Murrain W. A. Wright: Murrain, which is properly a cattle plague (see Mid. N. Dream, II, i, 97), is used in such execrations like ‘plague’ itself. See Temp., III, ii, 88: ‘A murrain on your monster!’ and Tro. & Cress., II, i, 20: ‘A red murrain o' thy jade's tricks!’ The word was also used of human diseases. In Stow's Summarie (1565), fol. 28a, under the date 1094, is a marginal note, ‘Great morein of men.’ [According to Skeat (Dict., s. v.) the word is closely allied to Old French morine, a dead carcass.—Ed.]


mouers Whitelaw: These clamourers for their rights, these disturbers of the State.—Schmidt (Coriolanus), for this use of ‘mover’ in the sense of a living, moving creature, compares: ‘O fairest mover in this mortal round.’—Ven. & Ad., l. 368.—W. A. Wright: That is, these active stirring fellows; contemptuously used of the loiterers for plunder. Others take it as equivalent to ‘these agitators.’ Shakespeare elsewhere uses ‘mover’ as he does ‘liver’ in the sense of living creature, a human being simply. See Ven. & Ad., l. 368. There is probably a play upon all these senses in the present instance.

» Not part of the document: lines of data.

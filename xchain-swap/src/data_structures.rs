use crate::attestation::crypto::PublicKey;
use ethers::types::{Address, H256};
use serde::{Deserialize, Serialize};
use std::fmt;
use std::hash::{Hash, Hasher};

/// Identifies one swap instance. Equal to the Ledger-A id of the draft (lock) transaction.
pub type SwapId = H256;

/// Ledger-A transaction identifier.
pub type TxId = H256;

// A party on Ledger A: a well-known name bound to an ed25519 key
#[derive(Clone, Debug, Serialize, Deserialize)]
pub struct LedgerIdentity {
    pub name: String,
    pub public_key: PublicKey,
}

impl LedgerIdentity {
    pub fn new(name: impl Into<String>, public_key: PublicKey) -> Self {
        LedgerIdentity { name: name.into(), public_key }
    }

    pub fn key_bytes(&self) -> [u8; 32] {
        self.public_key.to_bytes()
    }
}

// Implement PartialEq manually so equality is defined over the raw key bytes
impl PartialEq for LedgerIdentity {
    fn eq(&self, other: &Self) -> bool {
        self.name == other.name && self.public_key.as_bytes() == other.public_key.as_bytes()
    }
}

impl Eq for LedgerIdentity {}

impl Hash for LedgerIdentity {
    fn hash<H: Hasher>(&self, state: &mut H) {
        self.name.hash(state);
        self.public_key.as_bytes().hash(state);
    }
}

impl fmt::Display for LedgerIdentity {
    fn fmt(&self, f: &mut fmt::Formatter<'_>) -> fmt::Result {
        write!(f, "{}", self.name)
    }
}

/// A validator known to both ledgers: it signs block attestations with its
/// Ledger-A key and notarization attestations with its Chain-B key.
#[derive(Clone, Debug, PartialEq, Eq, Hash, Serialize, Deserialize)]
pub struct ValidatorIdentity {
    pub party: LedgerIdentity,
    pub evm_address: Address,
}

impl ValidatorIdentity {
    pub fn name(&self) -> &str {
        &self.party.name
    }

    pub fn public_key(&self) -> &PublicKey {
        &self.party.public_key
    }
}

impl fmt::Display for ValidatorIdentity {
    fn fmt(&self, f: &mut fmt::Formatter<'_>) -> fmt::Result {
        write!(f, "{} ({:?})", self.party.name, self.evm_address)
    }
}

#[cfg(test)]
mod tests {
    use super::*;
    use crate::attestation::crypto::generate_keypair;
    use std::collections::HashSet;

    #[test]
    fn ledger_identity_equality_and_hash() {
        let key1 = generate_keypair();
        let key2 = generate_keypair();
        let a = LedgerIdentity::new("PartyA", key1.verifying_key());
        let a_again = LedgerIdentity::new("PartyA", key1.verifying_key());
        let a_other_key = LedgerIdentity::new("PartyA", key2.verifying_key());
        let b = LedgerIdentity::new("PartyB", key1.verifying_key());

        assert_eq!(a, a_again);
        assert_ne!(a, a_other_key);
        assert_ne!(a, b);

        let mut set = HashSet::new();
        set.insert(a.clone());
        set.insert(a_again); // Dupe
        set.insert(a_other_key);
        set.insert(b);
        assert_eq!(set.len(), 3);
        assert!(set.contains(&a));
    }

    #[test]
    fn validator_identity_display() {
        let key = generate_keypair();
        let validator = ValidatorIdentity {
            party: LedgerIdentity::new("Validator1", key.verifying_key()),
            evm_address: Address::from_low_u64_be(1),
        };
        assert_eq!(validator.name(), "Validator1");
        assert!(validator.to_string().starts_with("Validator1 ("));
        assert_eq!(validator.public_key(), &key.verifying_key());
    }
}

hours Johnson, who follows the reading honours of Rowe ii, says: ‘I know not who corrected it. A modern editor who had made such an improvement would have spent half a page in ostentation of his sagacity.’—Malone: Mr Poye arbitrarily changed the word ‘hours’ to honours, and Dr Johnson, too hastily I think, approves of the alteration. Every page of Mr Pope's edition abounds with similar innovations. [This last statement is somewhat of an exaggeration, and, in the present instance at least, Pope is not to blame.—Ed.]—Capell (vol. I, pt i, p. 88): ‘Hours’ has a very good meaning, and should not have been chang'd into honours, as it is in the four last editors; the speaker could never think of applying that word to the men he is rating; their loss of time in this pilfering was what engag'd his thoughts most, as is evident from all he says afterwards.—Steevens: Coriolanus blames the Roman soldiers only for wasting their time in packing up trifles of such small value. So, in North's Plutarch, ‘Martius was marvellous angry with them, and cried out on them, that it was no time now to look after spoil and to run straggling here and there to enrich themselves,’ etc.—Wordsworth (Historical Plays, i, 118) justifies his omission of this and part of the next line on the ground that ‘If the reading be correct, the sentiment is awkwardly and harshly expressed.’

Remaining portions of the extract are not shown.